(Exercise data begins)

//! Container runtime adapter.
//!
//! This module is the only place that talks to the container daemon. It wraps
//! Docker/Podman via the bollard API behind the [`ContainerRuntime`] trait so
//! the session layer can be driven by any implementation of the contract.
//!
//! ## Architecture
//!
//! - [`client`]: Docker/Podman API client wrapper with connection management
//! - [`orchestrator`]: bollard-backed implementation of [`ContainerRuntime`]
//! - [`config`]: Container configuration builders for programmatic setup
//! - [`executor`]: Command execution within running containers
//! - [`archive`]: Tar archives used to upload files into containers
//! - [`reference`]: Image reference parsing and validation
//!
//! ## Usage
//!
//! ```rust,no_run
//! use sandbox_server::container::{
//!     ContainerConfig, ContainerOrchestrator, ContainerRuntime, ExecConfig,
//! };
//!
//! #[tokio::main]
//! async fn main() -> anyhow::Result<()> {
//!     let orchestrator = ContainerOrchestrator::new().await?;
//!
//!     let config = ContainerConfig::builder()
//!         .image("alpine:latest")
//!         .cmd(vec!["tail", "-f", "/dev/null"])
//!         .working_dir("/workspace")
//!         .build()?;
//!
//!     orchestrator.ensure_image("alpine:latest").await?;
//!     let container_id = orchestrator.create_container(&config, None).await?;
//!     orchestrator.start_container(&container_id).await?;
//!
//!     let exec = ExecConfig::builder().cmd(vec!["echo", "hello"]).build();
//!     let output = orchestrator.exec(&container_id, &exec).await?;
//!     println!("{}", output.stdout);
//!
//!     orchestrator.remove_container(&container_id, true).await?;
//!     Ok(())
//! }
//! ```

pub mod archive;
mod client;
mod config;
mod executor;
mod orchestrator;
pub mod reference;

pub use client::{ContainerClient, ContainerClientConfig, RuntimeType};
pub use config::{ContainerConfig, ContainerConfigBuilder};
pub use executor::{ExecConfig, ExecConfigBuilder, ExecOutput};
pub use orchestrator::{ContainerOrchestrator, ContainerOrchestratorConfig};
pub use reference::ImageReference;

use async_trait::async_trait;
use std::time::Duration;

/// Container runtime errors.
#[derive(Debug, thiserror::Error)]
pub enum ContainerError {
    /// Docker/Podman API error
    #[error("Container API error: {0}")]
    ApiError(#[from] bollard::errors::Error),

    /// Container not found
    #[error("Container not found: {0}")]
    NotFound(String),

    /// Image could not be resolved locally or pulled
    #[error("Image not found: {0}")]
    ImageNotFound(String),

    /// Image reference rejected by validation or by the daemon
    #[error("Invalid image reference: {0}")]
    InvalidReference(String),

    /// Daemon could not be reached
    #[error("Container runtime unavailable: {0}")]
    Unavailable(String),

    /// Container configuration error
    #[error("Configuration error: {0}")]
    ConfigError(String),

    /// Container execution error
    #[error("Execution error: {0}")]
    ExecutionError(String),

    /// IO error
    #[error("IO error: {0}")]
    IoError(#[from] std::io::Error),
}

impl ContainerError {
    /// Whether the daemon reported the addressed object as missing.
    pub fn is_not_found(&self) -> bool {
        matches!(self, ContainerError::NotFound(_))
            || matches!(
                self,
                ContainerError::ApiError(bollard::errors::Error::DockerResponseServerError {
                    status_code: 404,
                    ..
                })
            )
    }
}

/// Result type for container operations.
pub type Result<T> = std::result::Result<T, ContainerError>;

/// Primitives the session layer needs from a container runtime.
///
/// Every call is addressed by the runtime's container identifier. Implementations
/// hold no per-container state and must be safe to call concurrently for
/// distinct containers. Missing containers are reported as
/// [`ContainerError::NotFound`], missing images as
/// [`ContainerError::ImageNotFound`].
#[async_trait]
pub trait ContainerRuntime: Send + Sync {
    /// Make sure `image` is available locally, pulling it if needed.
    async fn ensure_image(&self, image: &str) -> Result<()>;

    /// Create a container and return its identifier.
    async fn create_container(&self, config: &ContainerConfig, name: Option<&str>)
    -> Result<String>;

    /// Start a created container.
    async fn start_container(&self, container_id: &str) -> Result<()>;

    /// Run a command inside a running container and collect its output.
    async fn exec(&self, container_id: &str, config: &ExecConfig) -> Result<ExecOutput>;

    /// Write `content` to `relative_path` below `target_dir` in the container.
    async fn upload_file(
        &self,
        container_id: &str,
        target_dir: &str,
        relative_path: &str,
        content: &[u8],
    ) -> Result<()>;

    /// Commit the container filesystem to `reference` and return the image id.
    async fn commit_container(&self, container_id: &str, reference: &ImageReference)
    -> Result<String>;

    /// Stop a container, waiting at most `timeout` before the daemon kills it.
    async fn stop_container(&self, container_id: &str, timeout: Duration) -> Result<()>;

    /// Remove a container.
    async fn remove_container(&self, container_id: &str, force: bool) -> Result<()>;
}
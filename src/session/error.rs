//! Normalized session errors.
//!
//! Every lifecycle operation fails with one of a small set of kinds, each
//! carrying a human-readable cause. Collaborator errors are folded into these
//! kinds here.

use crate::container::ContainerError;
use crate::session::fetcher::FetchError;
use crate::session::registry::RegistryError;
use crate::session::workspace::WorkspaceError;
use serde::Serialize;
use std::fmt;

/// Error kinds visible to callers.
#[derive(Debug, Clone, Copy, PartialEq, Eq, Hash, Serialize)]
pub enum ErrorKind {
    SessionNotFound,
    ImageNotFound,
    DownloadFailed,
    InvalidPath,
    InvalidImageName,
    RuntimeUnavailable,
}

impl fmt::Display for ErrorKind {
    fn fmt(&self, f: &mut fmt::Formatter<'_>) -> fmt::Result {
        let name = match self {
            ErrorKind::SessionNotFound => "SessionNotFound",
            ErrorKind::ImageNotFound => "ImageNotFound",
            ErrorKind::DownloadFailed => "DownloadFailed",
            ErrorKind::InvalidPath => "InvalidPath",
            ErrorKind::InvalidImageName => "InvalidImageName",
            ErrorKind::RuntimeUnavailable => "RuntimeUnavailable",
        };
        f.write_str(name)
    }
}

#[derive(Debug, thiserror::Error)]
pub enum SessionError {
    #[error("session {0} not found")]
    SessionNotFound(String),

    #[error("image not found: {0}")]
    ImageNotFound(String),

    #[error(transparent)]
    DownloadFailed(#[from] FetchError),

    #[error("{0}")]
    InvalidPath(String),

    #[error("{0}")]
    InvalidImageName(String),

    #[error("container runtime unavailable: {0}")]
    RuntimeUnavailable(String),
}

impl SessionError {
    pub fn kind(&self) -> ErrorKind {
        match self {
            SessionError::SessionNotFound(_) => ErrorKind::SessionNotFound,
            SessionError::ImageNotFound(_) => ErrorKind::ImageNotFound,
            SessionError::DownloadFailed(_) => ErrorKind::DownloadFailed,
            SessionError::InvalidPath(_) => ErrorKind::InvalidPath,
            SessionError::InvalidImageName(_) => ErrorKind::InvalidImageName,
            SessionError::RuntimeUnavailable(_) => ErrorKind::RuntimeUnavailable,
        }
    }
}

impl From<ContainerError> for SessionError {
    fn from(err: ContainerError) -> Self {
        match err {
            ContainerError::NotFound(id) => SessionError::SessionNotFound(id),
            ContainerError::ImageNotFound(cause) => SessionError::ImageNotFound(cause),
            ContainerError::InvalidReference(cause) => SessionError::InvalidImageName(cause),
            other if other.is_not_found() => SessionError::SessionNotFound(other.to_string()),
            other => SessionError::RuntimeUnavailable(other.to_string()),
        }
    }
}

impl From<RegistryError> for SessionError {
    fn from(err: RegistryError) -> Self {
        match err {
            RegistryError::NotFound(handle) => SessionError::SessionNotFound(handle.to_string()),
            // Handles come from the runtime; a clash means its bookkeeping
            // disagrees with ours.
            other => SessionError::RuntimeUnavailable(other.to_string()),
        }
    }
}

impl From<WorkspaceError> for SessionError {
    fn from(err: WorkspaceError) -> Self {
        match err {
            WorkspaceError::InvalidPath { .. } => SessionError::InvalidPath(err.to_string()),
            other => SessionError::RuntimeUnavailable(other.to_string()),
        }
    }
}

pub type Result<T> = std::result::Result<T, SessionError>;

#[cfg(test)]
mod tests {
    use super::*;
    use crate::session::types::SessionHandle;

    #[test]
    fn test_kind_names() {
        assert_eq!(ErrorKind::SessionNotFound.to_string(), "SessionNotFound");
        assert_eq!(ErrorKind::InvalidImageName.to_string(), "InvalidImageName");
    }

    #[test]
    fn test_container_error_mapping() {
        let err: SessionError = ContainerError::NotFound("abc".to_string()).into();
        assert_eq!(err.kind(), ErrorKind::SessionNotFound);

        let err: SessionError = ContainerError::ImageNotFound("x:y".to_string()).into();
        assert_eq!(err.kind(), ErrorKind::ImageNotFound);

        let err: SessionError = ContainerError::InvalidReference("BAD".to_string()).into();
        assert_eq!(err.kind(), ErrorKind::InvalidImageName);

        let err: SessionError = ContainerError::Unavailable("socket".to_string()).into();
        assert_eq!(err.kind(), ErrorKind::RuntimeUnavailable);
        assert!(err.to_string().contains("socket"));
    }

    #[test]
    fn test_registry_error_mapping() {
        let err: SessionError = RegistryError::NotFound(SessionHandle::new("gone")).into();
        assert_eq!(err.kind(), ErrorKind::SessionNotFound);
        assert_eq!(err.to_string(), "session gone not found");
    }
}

(Exercise data ends)

Exercise aim
All lines above with "ImageReference" in them should be returned.

Answer to the exercise
pub use reference::ImageReference;
    async fn commit_container(&self, container_id: &str, reference: &ImageReference)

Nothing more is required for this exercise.